▶ **What is being asked**
What do the lines from the top of the data through the line with "use super::public_key_manager::MAX_LABEL_LENGTH;" say? Quote them exactly and include both ends.

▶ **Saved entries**
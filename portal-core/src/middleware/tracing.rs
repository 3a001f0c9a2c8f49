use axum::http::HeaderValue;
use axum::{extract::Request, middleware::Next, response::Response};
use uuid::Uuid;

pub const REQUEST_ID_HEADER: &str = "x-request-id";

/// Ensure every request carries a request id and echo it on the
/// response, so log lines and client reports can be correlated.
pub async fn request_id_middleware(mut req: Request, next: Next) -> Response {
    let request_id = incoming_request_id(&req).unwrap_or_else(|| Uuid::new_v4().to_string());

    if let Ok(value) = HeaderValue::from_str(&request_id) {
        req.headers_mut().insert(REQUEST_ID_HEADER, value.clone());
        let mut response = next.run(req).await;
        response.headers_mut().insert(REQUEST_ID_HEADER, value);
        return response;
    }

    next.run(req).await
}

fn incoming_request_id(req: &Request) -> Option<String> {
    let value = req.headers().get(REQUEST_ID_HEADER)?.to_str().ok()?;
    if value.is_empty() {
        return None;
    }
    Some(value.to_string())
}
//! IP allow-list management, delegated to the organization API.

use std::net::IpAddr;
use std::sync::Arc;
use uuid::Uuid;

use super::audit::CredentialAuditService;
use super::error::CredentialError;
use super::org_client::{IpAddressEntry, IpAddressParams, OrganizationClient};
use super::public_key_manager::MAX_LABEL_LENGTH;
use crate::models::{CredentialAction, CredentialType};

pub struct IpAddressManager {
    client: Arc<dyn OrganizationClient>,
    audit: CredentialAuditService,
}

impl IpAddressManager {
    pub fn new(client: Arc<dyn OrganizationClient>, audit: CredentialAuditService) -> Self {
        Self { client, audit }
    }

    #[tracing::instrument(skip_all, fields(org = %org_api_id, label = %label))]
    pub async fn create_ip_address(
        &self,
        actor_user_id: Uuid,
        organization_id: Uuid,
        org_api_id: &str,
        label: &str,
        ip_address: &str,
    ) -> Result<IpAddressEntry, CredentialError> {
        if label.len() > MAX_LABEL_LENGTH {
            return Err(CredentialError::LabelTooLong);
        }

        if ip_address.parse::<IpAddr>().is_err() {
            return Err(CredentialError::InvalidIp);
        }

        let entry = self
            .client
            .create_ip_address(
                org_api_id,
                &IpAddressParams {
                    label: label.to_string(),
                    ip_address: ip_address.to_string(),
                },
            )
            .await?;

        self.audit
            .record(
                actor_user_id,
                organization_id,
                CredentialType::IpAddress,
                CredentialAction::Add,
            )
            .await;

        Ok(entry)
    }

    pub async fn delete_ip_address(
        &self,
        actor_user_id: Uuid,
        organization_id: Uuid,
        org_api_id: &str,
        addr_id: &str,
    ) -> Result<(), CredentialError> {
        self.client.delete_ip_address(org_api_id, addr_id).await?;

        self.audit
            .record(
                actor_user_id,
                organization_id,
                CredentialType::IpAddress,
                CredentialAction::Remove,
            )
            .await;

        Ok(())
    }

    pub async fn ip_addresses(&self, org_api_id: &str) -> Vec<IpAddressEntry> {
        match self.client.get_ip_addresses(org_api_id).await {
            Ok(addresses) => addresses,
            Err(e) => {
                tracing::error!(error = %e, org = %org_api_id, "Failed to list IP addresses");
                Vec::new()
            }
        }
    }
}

▶ **Response to the task**
filename portal-core/src/middleware/tracing.rs
repository 3a001f0c9a2c8f49
use axum::http::HeaderValue;
use axum::{extract::Request, middleware::Next, response::Response};
use uuid::Uuid;

pub const REQUEST_ID_HEADER: &str = "x-request-id";

/// Ensure every request carries a request id and echo it on the
/// response, so log lines and client reports can be correlated.
pub async fn request_id_middleware(mut req: Request, next: Next) -> Response {
    let request_id = incoming_request_id(&req).unwrap_or_else(|| Uuid::new_v4().to_string());

    if let Ok(value) = HeaderValue::from_str(&request_id) {
        req.headers_mut().insert(REQUEST_ID_HEADER, value.clone());
        let mut response = next.run(req).await;
        response.headers_mut().insert(REQUEST_ID_HEADER, value);
        return response;
    }

    next.run(req).await
}

fn incoming_request_id(req: &Request) -> Option<String> {
    let value = req.headers().get(REQUEST_ID_HEADER)?.to_str().ok()?;
    if value.is_empty() {
        return None;
    }
    Some(value.to_string())
}
//! IP allow-list management, delegated to the organization API.

use std::net::IpAddr;
use std::sync::Arc;
use uuid::Uuid;

use super::audit::CredentialAuditService;
use super::error::CredentialError;
use super::org_client::{IpAddressEntry, IpAddressParams, OrganizationClient};
use super::public_key_manager::MAX_LABEL_LENGTH;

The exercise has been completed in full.